Os Estados Unidos estão a enfrentar uma pressão significativa sobre a sua rede eléctrica, devido à crescente procura de centros de dados de inteligência artificial (IA). Estes centros, particularmente concentrados no norte da Virgínia, consomem enormes quantidades de electricidade, conduzindo a rede a uma potencial crise de abastecimento e promovendo a generalizada subida de preços.

A PJM, a maior operadora de rede eléctrica dos EUA, serve uma região de 13 estados, que se estende de Nova Jérsia a Illinois, fornecendo energia a aproximadamente 67 milhões de pessoas. No entanto, como as centrais eléctricas mais antigas estão a ser desactivadas mais rapidamente do que as novas podem ser construídas, a rede está a aproximar-se rapidamente dos seus limites de capacidade, especialmente durante períodos de elevada procura. Esta situação poderá forçar a PJM a implementar apagões rotativos durante condições meteorológicas extremas para proteger a infraestrutura da rede.

O ex-presidente da Comissão Federal de Regulamentação de Energia (FERC), Mark Christie, destacou a iminência da ameaça, afirmando:

“O risco para a fiabilidade está do outro lado da rua”.

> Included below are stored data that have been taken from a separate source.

//! 회사 디렉터리 Provider.
//!
//! 벌크 내보내기 엔드포인트에서 전 종목 목록을 한 번의 GET으로 받아옵니다.
//! 응답은 큰따옴표로 감싼 쉼표 구분 CSV이며 첫 줄은 헤더입니다.
//!
//! 첫 번째 컬럼(0번)은 사용하지 않습니다. 심볼은 1번 컬럼부터 시작하며
//! 이 배치는 업스트림 스키마 그대로 유지합니다.

use crate::error::{DataError, Result};
use csv::{ReaderBuilder, StringRecord};
use reqwest::StatusCode;
use scraper_core::Company;
use tracing::debug;

/// 기본 회사 디렉터리 엔드포인트.
pub const DEFAULT_COMPANY_DIRECTORY_URL: &str = "http://finviz.com/export.ashx?v=111&&o=ticker";

/// 회사 디렉터리 CSV 컬럼 위치 (0부터).
pub mod columns {
    pub const SYMBOL: usize = 1;
    pub const NAME: usize = 2;
    pub const SECTOR: usize = 3;
    pub const INDUSTRY: usize = 4;
    pub const COUNTRY: usize = 5;
    pub const MARKET_CAP: usize = 6;
    pub const PE: usize = 7;
    pub const PRICE: usize = 8;
    pub const CHANGE: usize = 9;
    pub const VOLUME: usize = 10;

    /// 한 행이 가져야 하는 최소 컬럼 수
    pub const MIN_COLUMNS: usize = VOLUME + 1;
}

/// 회사 디렉터리 HTTP Provider.
#[derive(Debug, Clone)]
pub struct CompanyDirectoryProvider {
    client: reqwest::Client,
    url: String,
}

impl CompanyDirectoryProvider {
    pub fn new(client: reqwest::Client, url: impl Into<String>) -> Self {
        Self {
            client,
            url: url.into(),
        }
    }

    pub fn url(&self) -> &str {
        &self.url
    }

    /// 디렉터리 CSV 본문을 가져옵니다.
    ///
    /// 200 이외의 응답은 관측된 상태 코드를 담은 `FetchError`가 됩니다.
    pub async fn fetch(&self) -> Result<String> {
        let response = self.client.get(&self.url).send().await?;

        let status = response.status();
        if status != StatusCode::OK {
            return Err(DataError::FetchError(format!(
                "Response not 200 OK, code={}",
                status.as_u16()
            )));
        }
        debug!(code = status.as_u16(), "회사 디렉터리 응답 수신");

        Ok(response.text().await?)
    }
}

/// 헤더를 제외한 디렉터리 CSV 한 행.
#[derive(Debug, Clone)]
pub struct CompanyRow {
    record: StringRecord,
    line: u64,
}

impl CompanyRow {
    /// 심볼 컬럼 값. 행이 너무 짧으면 `None`.
    pub fn symbol(&self) -> Option<&str> {
        self.record.get(columns::SYMBOL)
    }

    /// 원본 CSV의 줄 번호 (1부터).
    pub fn line(&self) -> u64 {
        self.line
    }

    /// 행을 회사 레코드로 변환합니다.
    ///
    /// 문자열 필드는 그대로 저장하고, 숫자 필드는 비어 있으면 생략합니다.
    /// 등락률은 `%` 기호를 제거한 뒤 변환합니다.
    pub fn parse(&self) -> Result<Company> {
        let rec = &self.record;
        if rec.len() < columns::MIN_COLUMNS {
            return Err(DataError::ParseError(format!(
                "line {}: expected at least {} columns, found {}",
                self.line,
                columns::MIN_COLUMNS,
                rec.len()
            )));
        }

        Ok(Company {
            symbol: rec[columns::SYMBOL].to_string(),
            name: rec[columns::NAME].to_string(),
            sector: rec[columns::SECTOR].to_string(),
            industry: rec[columns::INDUSTRY].to_string(),
            country: rec[columns::COUNTRY].to_string(),
            market_cap: self.optional(columns::MARKET_CAP, "mcap", &rec[columns::MARKET_CAP])?,
            pe_ratio: self.optional(columns::PE, "pe", &rec[columns::PE])?,
            price: self.optional(columns::PRICE, "price", &rec[columns::PRICE])?,
            change_pct: self.optional(
                columns::CHANGE,
                "change",
                &rec[columns::CHANGE].replace('%', ""),
            )?,
            volume: self.optional(columns::VOLUME, "volume", &rec[columns::VOLUME])?,
        })
    }

    fn optional<T>(&self, column: usize, field: &str, raw: &str) -> Result<Option<T>>
    where
        T: std::str::FromStr,
        T::Err: std::fmt::Display,
    {
        if raw.is_empty() {
            return Ok(None);
        }
        raw.trim().parse::<T>().map(Some).map_err(|e| {
            DataError::ParseError(format!(
                "line {}, column {} ({}): invalid value '{}': {}",
                self.line, column, field, raw, e
            ))
        })
    }
}

/// 디렉터리 CSV 본문을 행 단위로 읽습니다. 헤더 한 줄은 건너뜁니다.
pub fn company_rows(body: &str) -> impl Iterator<Item = Result<CompanyRow>> + '_ {
    ReaderBuilder::new()
        .delimiter(b',')
        .quote(b'"')
        .has_headers(true)
        .flexible(true)
        .from_reader(body.as_bytes())
        .into_records()
        .map(|record| -> Result<CompanyRow> {
            let record = record?;
            let line = record.position().map(|p| p.line()).unwrap_or_default();
            Ok(CompanyRow { record, line })
        })
}

#[cfg(test)]
mod tests {
    use super::*;

    const HEADER: &str =
        "\"No.\",\"Ticker\",\"Company\",\"Sector\",\"Industry\",\"Country\",\"Market Cap\",\"P/E\",\"Price\",\"Change\",\"Volume\"";

    fn rows(body: &str) -> Vec<CompanyRow> {
        company_rows(body).collect::<Result<Vec<_>>>().unwrap()
    }

    #[test]
    fn test_parse_full_row() {
        let body = format!(
            "{}\n\"1\",\"AAPL\",\"Apple Inc.\",\"Technology\",\"Consumer Electronics\",\"USA\",\"2950000.5\",\"29.1\",\"189.50\",\"-1.25%\",\"53000000\"\n",
            HEADER
        );
        let rows = rows(&body);
        assert_eq!(rows.len(), 1);
        assert_eq!(rows[0].symbol(), Some("AAPL"));

        let company = rows[0].parse().unwrap();
        assert_eq!(company.symbol, "AAPL");
        assert_eq!(company.name, "Apple Inc.");
        assert_eq!(company.industry, "Consumer Electronics");
        assert_eq!(company.market_cap, Some(2950000.5));
        assert_eq!(company.pe_ratio, Some(29.1));
        assert_eq!(company.price, Some(189.5));
        assert_eq!(company.change_pct, Some(-1.25));
        assert_eq!(company.volume, Some(53_000_000));
    }

    #[test]
    fn test_blank_optional_fields_are_absent() {
        let body = format!(
            "{}\n\"2\",\"XYZ\",\"Xyz Corp\",\"Financial\",\"Banks\",\"USA\",\"\",\"\",\"12.00\",\"\",\"\"\n",
            HEADER
        );
        let company = rows(&body)[0].parse().unwrap();

        assert_eq!(company.market_cap, None);
        assert_eq!(company.pe_ratio, None);
        assert_eq!(company.price, Some(12.0));
        assert_eq!(company.change_pct, None);
        assert_eq!(company.volume, None);
    }

    #[test]
    fn test_quoted_field_with_comma_stays_verbatim() {
        let body = format!(
            "{}\n\"3\",\"BRK-B\",\"Berkshire Hathaway, Inc.\",\"Financial\",\"Insurance\",\"USA\",\"\",\"\",\"\",\"0.10%\",\"\"\n",
            HEADER
        );
        let company = rows(&body)[0].parse().unwrap();

        assert_eq!(company.name, "Berkshire Hathaway, Inc.");
        assert_eq!(company.change_pct, Some(0.1));
    }

    #[test]
    fn test_non_numeric_field_is_parse_error() {
        let body = format!(
            "{}\n\"4\",\"BAD\",\"Bad Co\",\"Energy\",\"Oil\",\"USA\",\"n/a\",\"\",\"\",\"\",\"\"\n",
            HEADER
        );
        let err = rows(&body)[0].parse().unwrap_err();

        assert!(err.is_parse());
        assert!(err.to_string().contains("mcap"));
    }

    #[test]
    fn test_short_row_is_parse_error() {
        let body = format!("{}\n\"5\",\"SHORT\",\"Short Co\"\n", HEADER);
        let rows = rows(&body);

        assert_eq!(rows[0].symbol(), Some("SHORT"));
        assert!(rows[0].parse().unwrap_err().is_parse());
    }

    #[test]
    fn test_header_only_yields_no_rows() {
        assert!(rows(HEADER).is_empty());
    }

    #[tokio::test]
    async fn test_fetch_non_ok_reports_status_code() {
        let mut server = mockito::Server::new_async().await;
        let mock = server
            .mock("GET", "/export.ashx")
            .with_status(503)
            .create_async()
            .await;

        let provider = CompanyDirectoryProvider::new(
            reqwest::Client::new(),
            format!("{}/export.ashx", server.url()),
        );
        let err = provider.fetch().await.unwrap_err();

        mock.assert_async().await;
        assert!(err.is_fetch());
        assert!(err.to_string().contains("code=503"));
    }

    #[tokio::test]
    async fn test_fetch_returns_body() {
        let mut server = mockito::Server::new_async().await;
        server
            .mock("GET", "/export.ashx")
            .with_status(200)
            .with_body(HEADER)
            .create_async()
            .await;

        let provider = CompanyDirectoryProvider::new(
            reqwest::Client::new(),
            format!("{}/export.ashx", server.url()),
        );

        assert_eq!(provider.fetch().await.unwrap(), HEADER);
    }
}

A PJM prevê um aumento anual de 4,8% na procura de energia na próxima década, um contraste flagrante com os anos anteriores de crescimento estagnado.

O aumento das tarifas de electricidade irritou os consumidores, enquanto gigantes tecnológicos como a Amazon, a Alphabet (empresa-mãe da Google) e a Microsoft resistem a propostas que exigem que os seus centros de dados construam as suas próprias fontes de energia ou reduzam as operações durante os picos de procura. De referir que a Microsoft estabeleceu uma parceria com o fornecedor de energia Constellation Energy para reactivar o reactor nuclear de Three Mile Island, que será utilizado, em parte, para alimentar as suas operações de IA. No entanto, o problema da sobrecarga na infraestrutura física da rede eléctrica persiste.

Os esforços para resolver os desafios da rede estão paralisados ​​devido a divergências entre os executivos da PJM, as empresas tecnológicas e os fornecedores de energia. Um organismo independente de monitorização do mercado de electricidade solicitou a intervenção federal, alertando que, sem infra-estruturas energéticas suficientes, a PJM poderá ter de racionar a distribuição de energia que poderá conduzir a apagões, em vez de garantir a fiabilidade do fornecimento.

O que não faz qualquer sentido é que os consumidores americanos estejam a pagar o preço do consumo energético de Silicon Valley, em dólares e em risco de apagões. Se o consumo gigantesco das corporações tecnológicas estão a aumentar os preços e a fragilizar a rede, terão essas empresas que assumir esses danos. Até porque o output das tecnologias de inteligência artificial continua praticamente nulo em benefícios significativos para a sociedade em geral.